NeurIPS 2023: What Distributions are Robust to Poisoning Attacks?

Post by Fnu Suya

Data poisoning attacks are recognized as a top concern in the industry [1]. We focus on conventional indiscriminate data poisoning attacks, where an adversary injects a few crafted examples into the training data with the goal of increasing the test error of the induced model. Despite recent advances, indiscriminate poisoning attacks on large neural networks remain challenging [2]. In this work (to be presented at NeurIPS 2023), we revisit the vulnerabilities of more extensively studied linear models under indiscriminate poisoning attacks.

Understanding Vulnerabilities Across Different Datasets

We observed significant variations in the vulnerabilities of different datasets to poisoning attacks. Interestingly, certain datasets are robust against the best known attacks, even in the absence of any defensive measures.

The figure below illustrates the error rates (both before and after poisoning) of various datasets when assessed using the current best attacks with a 3% poisoning ratio under linear SVM model.

Here, $\mathcal{S}_c$ represents the original training set (before poisoning), and $\mathcal{S}_c \cup \mathcal{S}_p$ represents the combination of the original clean training set and the poisoning set generated by the current best attacks (the poisoned model). Different datasets exhibit widely varying vulnerability. For instance, datasets like MNIST 1-7 (with an error increase of <3% at a 3% poisoning ratio) display resilience to current best attacks even without any defensive mechanisms. This leads to an important question: Are datasets like MNIST 1-7 inherently robust to attacks, or are they merely resilient to current attack methods?

Why Some Datasets Resist Poisoning

To address this question, we conducted a series of theoretical analyses. Our findings indicate that ditributions, which are characterized by high class-wise separability (Sep) and low in-class variance (SD), as well as smaller sizes for the set containing all poisoning points (Size), inherently exhibit resistance to poisoning attacks.

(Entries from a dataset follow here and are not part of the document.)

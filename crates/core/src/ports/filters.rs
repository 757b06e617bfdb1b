//! Port trait for caller-supplied filter validation.
//!
//! A [`FiltersValidator`] runs after the structural schema accepted the
//! whole query. It only sees the `filters` object and may rewrite it.
//! Violation paths it reports are relative to `filters`; the descriptor
//! re-roots them.

use std::future::Future;
use std::marker::PhantomData;

use async_trait::async_trait;
use serde_json::Value;

use crate::schema::Outcome;

/// Validates and normalizes the `filters` part of a query.
#[async_trait]
pub trait FiltersValidator: Send + Sync {
    /// Returns the filters to keep, or the violations to report.
    ///
    /// The returned value must be a JSON object.
    async fn validate(&self, filters: Value) -> Outcome<Value>;
}

// -----------------------------------------------------------------------------
// Closure adapters
// -----------------------------------------------------------------------------

/// [`FiltersValidator`] backed by a synchronous closure.
pub struct FnFiltersValidator<F> {
    f: F,
}

#[async_trait]
impl<F> FiltersValidator for FnFiltersValidator<F>
where
    F: Fn(Value) -> Outcome<Value> + Send + Sync,
{
    async fn validate(&self, filters: Value) -> Outcome<Value> {
        (self.f)(filters)
    }
}

/// Wrap a synchronous closure as a [`FiltersValidator`].
///
/// ```
/// use quarry_core::ports::filters_validator_fn;
/// use quarry_core::schema::Violation;
///
/// let validator = filters_validator_fn(|filters| {
///     if filters.get("year").is_some_and(|y| !y.is_u64()) {
///         return Err(Violation::custom("year", "Year must be a positive integer").into());
///     }
///     Ok(filters)
/// });
/// # let _ = validator;
/// ```
pub fn filters_validator_fn<F>(f: F) -> FnFiltersValidator<F>
where
    F: Fn(Value) -> Outcome<Value> + Send + Sync,
{
    FnFiltersValidator { f }
}

/// [`FiltersValidator`] backed by an async closure.
pub struct AsyncFnFiltersValidator<F, Fut> {
    f: F,
    _future: PhantomData<fn() -> Fut>,
}

#[async_trait]
impl<F, Fut> FiltersValidator for AsyncFnFiltersValidator<F, Fut>
where
    F: Fn(Value) -> Fut + Send + Sync,
    Fut: Future<Output = Outcome<Value>> + Send,
{
    async fn validate(&self, filters: Value) -> Outcome<Value> {
        (self.f)(filters).await
    }
}

/// Wrap an async closure as a [`FiltersValidator`].
pub fn async_filters_validator_fn<F, Fut>(f: F) -> AsyncFnFiltersValidator<F, Fut>
where
    F: Fn(Value) -> Fut + Send + Sync,
    Fut: Future<Output = Outcome<Value>> + Send,
{
    AsyncFnFiltersValidator {
        f,
        _future: PhantomData,
    }
}

#[cfg(test)]
mod tests {
    use super::*;
    use crate::schema::Violation;
    use serde_json::json;

    #[tokio::test]
    async fn test_sync_adapter() {
        let validator = filters_validator_fn(|mut filters: Value| {
            if let Some(obj) = filters.as_object_mut() {
                obj.insert("normalized".into(), json!(true));
            }
            Ok(filters)
        });

        let out = validator.validate(json!({"a": 1})).await.unwrap();
        assert_eq!(out, json!({"a": 1, "normalized": true}));
    }

    #[tokio::test]
    async fn test_async_adapter_reports_violations() {
        let validator = async_filters_validator_fn(|filters: Value| async move {
            if filters.get("author").is_none() {
                return Err(Violation::custom("author", "Required").into());
            }
            Ok(filters)
        });

        let err = validator.validate(json!({})).await.unwrap_err();
        assert_eq!(err.for_path("author").len(), 1);
    }
}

Returning to the benchmark datasets, we observed a strong correlation between the identified metrics and the empirically observed vulnerabilities to current best attacks. This reaffirms our theoretical findings. Notably, we employed the ratios Sep/SD and Sep/Size for convenient comparison between datasets, as depicted in the results below:

Datasets that are resistant to current attacks, like MNIST 1-7, exhibit larger Sep/SD and Sep/Size ratios. This suggests well-separated distributions with low variance and limited impact from poisoning points. Conversely, more vulnerable datasets, such as the spam email dataset Enron, display the opposite characteristics.


While explaining the variations in vulnerabilities across datasets is valuable, our overriding goal is to improve robustness as much as possible. Our primary finding suggests that dataset robustness against poisoning attacks can be enhanced by leveraging favorable distributional properties.

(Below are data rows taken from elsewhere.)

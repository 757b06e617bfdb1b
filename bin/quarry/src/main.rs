//! Quarry - demo GraphQL service over a book catalog.
//!
//! # Usage
//!
//! ```bash
//! # Start with default config
//! quarry
//!
//! # Start with environment overrides
//! GRAPHQL_PORT=8080 DEFAULT_LIMIT=20 quarry
//!
//! # Print the schema and exit
//! quarry --print-schema
//! ```

mod catalog;

use anyhow::Result;
use clap::Parser;
use metrics_exporter_prometheus::PrometheusBuilder;
use tokio::signal;
use tokio::sync::watch;
use tracing::{Instrument, debug, error, info, info_span, warn};
use tracing_subscriber::{EnvFilter, fmt};

use quarry_core::metrics::init_metrics;
use quarry_core::models::PaginationOptions;
use quarry_graphql::{ServerConfig, serve_with_shutdown};

/// Quarry CLI - query descriptors served over GraphQL.
#[derive(Parser, Debug)]
#[command(name = "quarry")]
#[command(about = "Quarry - declarative query validation served over GraphQL")]
#[command(version)]
struct Cli {
    /// GraphQL server port.
    #[arg(long, env = "GRAPHQL_PORT", default_value = "4000")]
    graphql_port: u16,

    /// Prometheus metrics port.
    #[arg(long, env = "METRICS_PORT", default_value = "9090")]
    metrics_port: u16,

    /// Page size when a query gives no limit.
    #[arg(long, env = "DEFAULT_LIMIT", default_value = "50")]
    default_limit: u32,

    /// Largest accepted limit.
    #[arg(long, env = "MAX_LIMIT", default_value = "1000")]
    max_limit: u32,

    /// Enable JSON log output.
    #[arg(long, env = "JSON_LOGS")]
    json_logs: bool,

    /// Log level (trace, debug, info, warn, error).
    #[arg(long, env = "LOG_LEVEL", default_value = "info")]
    log_level: String,

    /// Print the GraphQL schema (SDL) and exit.
    #[arg(long)]
    print_schema: bool,
}

impl Cli {
    fn pagination(&self) -> PaginationOptions {
        PaginationOptions::new()
            .default_limit(self.default_limit)
            .max_limit(self.max_limit)
    }
}

#[tokio::main]
async fn main() -> Result<()> {
    dotenvy::dotenv().ok();
    let cli = Cli::parse();
    init_tracing(&cli.log_level, cli.json_logs);

    let schema = catalog::build_catalog_schema(catalog::seed(), cli.pagination())?;

    if cli.print_schema {
        println!("{}", schema.sdl());
        return Ok(());
    }

    // Prometheus metrics exporter (optional - failures don't crash the app)
    let metrics_enabled = match format!("0.0.0.0:{}", cli.metrics_port).parse::<std::net::SocketAddr>() {
        Ok(metrics_addr) => match PrometheusBuilder::new().with_http_listener(metrics_addr).install() {
            Ok(()) => {
                init_metrics();
                true
            }
            Err(e) => {
                warn!("⚠️  Failed to start metrics exporter: {}. Continuing without metrics.", e);
                false
            }
        },
        Err(e) => {
            warn!("⚠️  Invalid metrics address: {}. Continuing without metrics.", e);
            false
        }
    };

    // ─────────────────────────────────────────────────────────────────────────
    // 🚀 STARTUP
    // ─────────────────────────────────────────────────────────────────────────
    info!("🚀 Starting Quarry");
    debug!(
        default_limit = cli.default_limit,
        max_limit = cli.max_limit,
        books = catalog::seed().len(),
        "Catalog configured"
    );

    // ─────────────────────────────────────────────────────────────────────────
    // ⚡ SERVICES START
    // ─────────────────────────────────────────────────────────────────────────
    let (shutdown_tx, mut shutdown_rx) = watch::channel(false);

    let graphql_config = ServerConfig {
        port: cli.graphql_port,
        ..Default::default()
    };

    let graphql_port = cli.graphql_port;
    let graphql_handle = tokio::spawn(
        async move {
            let shutdown_signal = async move {
                while !*shutdown_rx.borrow() {
                    if shutdown_rx.changed().await.is_err() {
                        break;
                    }
                }
            };

            if let Err(e) = serve_with_shutdown(schema, graphql_config, shutdown_signal).await {
                error!(error = %e, "❌ Server error");
            }
            debug!("Server stopped");
        }
        .instrument(info_span!("graphql")),
    );

    // ─────────────────────────────────────────────────────────────────────────
    // ✅ READY
    // ─────────────────────────────────────────────────────────────────────────
    info!("✅ Quarry ready");
    info!("   ⚡ GraphQL:  http://localhost:{}/graphql", graphql_port);
    if metrics_enabled {
        info!("   📊 Metrics:  http://localhost:{}/metrics", cli.metrics_port);
    } else {
        info!("   📊 Metrics:  disabled");
    }
    info!("   Press Ctrl+C to stop");

    shutdown_signal().await;

    // ─────────────────────────────────────────────────────────────────────────
    // 🛑 SHUTDOWN
    // ─────────────────────────────────────────────────────────────────────────
    info!("🛑 Shutting down...");
    let _ = shutdown_tx.send(true);

    match tokio::time::timeout(std::time::Duration::from_secs(10), graphql_handle).await {
        Ok(_) => debug!("GraphQL stopped"),
        Err(_) => warn!("⚠️  GraphQL shutdown timed out"),
    }

    info!("🛑 Shutdown complete");
    Ok(())
}

/// Initialize tracing subscriber.
fn init_tracing(level: &str, json: bool) {
    let filter = EnvFilter::try_from_default_env().unwrap_or_else(|_| EnvFilter::new(level));

    if json {
        fmt().with_env_filter(filter).json().init();
    } else {
        fmt()
            .with_env_filter(filter)
            .with_target(false)
            .with_thread_ids(false)
            .with_file(false)
            .with_line_number(false)
            .init();
    }
}

/// Wait for shutdown signal (Ctrl+C or SIGTERM).
async fn shutdown_signal() {
    let ctrl_c = async {
        if let Err(e) = signal::ctrl_c().await {
            error!(error = %e, "❌ Failed to listen for Ctrl+C");
            std::future::pending::<()>().await;
        }
    };

    #[cfg(unix)]
    let terminate = async {
        match signal::unix::signal(signal::unix::SignalKind::terminate()) {
            Ok(mut sigterm) => {
                sigterm.recv().await;
            }
            Err(e) => {
                error!(error = %e, "❌ Failed to install SIGTERM handler");
                std::future::pending::<()>().await;
            }
        }
    };

    #[cfg(not(unix))]
    let terminate = std::future::pending::<()>();

    tokio::select! {
        _ = ctrl_c => {},
        _ = terminate => {},
    }
}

In preliminary experiments, we demonstrate that employing improved feature extractors, such as deep models trained for an extended number of epochs, can achieve this objective.

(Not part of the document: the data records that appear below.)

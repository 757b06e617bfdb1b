pub mod compiler;
mod descriptor;
mod result;

pub use compiler::{CompiledQuery, pagination_schema, query_schema, sortable_field_schema, sorting_schema};
pub use descriptor::{QueryConfig, QueryDescriptor};
pub use result::assemble_result;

We trained various feature extractors on the complete CIFAR-10 dataset and fine-tuned them on data labeled “Truck” and “Ship” for a downstream binary classification task. We utilized a deeper model, ResNet-18, trained for X epochs and denoted these models as R-X. Additionally, we included a straightforward CNN model trained until full convergence (LeNet). This approach allowed us to obtain a diverse set of pretrained models representing different potential feature representations for the downstream training data.

The figure above shows that as we utilize the ResNet model and train it for a sufficient number of epochs, the quality of the feature representation improves, subsequently enhancing the robustness of downstream models against poisoning attacks. These preliminary findings highlight the exciting potential for future research aimed at leveraging enhanced features to bolster resilience against poisoning attacks. This serves as a strong motivation for further in-depth exploration in this direction.


Fnu Suya, Xiao Zhang, Yuan Tian, David Evans. What Distributions are Robust to Indiscriminate Poisoning Attacks for Linear Learners?. In Neural Information Processing Systems (NeurIPS). New Orleans, 10–17 December 2023. [arXiv]